[Saved data entries]
━━━━━━━━━━━━━━━━━━━━━━━━━━━━━━

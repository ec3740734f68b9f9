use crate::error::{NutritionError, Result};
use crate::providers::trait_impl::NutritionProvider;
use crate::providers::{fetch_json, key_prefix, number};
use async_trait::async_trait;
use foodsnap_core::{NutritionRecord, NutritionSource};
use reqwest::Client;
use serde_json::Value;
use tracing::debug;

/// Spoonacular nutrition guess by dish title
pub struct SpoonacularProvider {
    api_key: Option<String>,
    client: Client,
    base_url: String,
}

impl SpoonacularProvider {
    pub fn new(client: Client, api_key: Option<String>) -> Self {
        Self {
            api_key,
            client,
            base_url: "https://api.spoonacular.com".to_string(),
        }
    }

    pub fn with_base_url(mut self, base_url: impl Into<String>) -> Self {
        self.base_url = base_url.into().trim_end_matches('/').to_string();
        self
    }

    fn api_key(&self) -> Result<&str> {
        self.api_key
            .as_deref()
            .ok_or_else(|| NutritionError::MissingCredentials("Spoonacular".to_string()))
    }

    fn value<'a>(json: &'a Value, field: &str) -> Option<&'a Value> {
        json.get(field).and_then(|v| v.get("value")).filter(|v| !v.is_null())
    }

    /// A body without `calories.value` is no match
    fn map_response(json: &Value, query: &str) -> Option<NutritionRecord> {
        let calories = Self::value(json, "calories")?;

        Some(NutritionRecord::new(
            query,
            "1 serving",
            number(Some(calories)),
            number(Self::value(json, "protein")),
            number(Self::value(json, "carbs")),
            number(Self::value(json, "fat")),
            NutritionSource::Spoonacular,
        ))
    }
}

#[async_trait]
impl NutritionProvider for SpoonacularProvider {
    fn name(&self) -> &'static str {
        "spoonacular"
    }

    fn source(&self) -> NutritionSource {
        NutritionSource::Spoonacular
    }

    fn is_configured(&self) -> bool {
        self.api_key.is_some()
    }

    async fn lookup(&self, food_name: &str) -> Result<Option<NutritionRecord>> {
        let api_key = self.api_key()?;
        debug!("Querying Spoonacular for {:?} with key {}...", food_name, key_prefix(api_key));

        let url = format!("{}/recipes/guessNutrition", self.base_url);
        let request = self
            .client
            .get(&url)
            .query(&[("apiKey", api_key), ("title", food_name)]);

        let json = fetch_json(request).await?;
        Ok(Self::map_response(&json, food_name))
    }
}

━━━━━━━━━━━━━━━━━━━━━━━━━━━━━━

PROMPT:
The answer must be every line from the records above that contains the word "NutritionProvider", copied in full.

PROBLEM SOLUTION:
use crate::providers::trait_impl::NutritionProvider;
impl NutritionProvider for SpoonacularProvider {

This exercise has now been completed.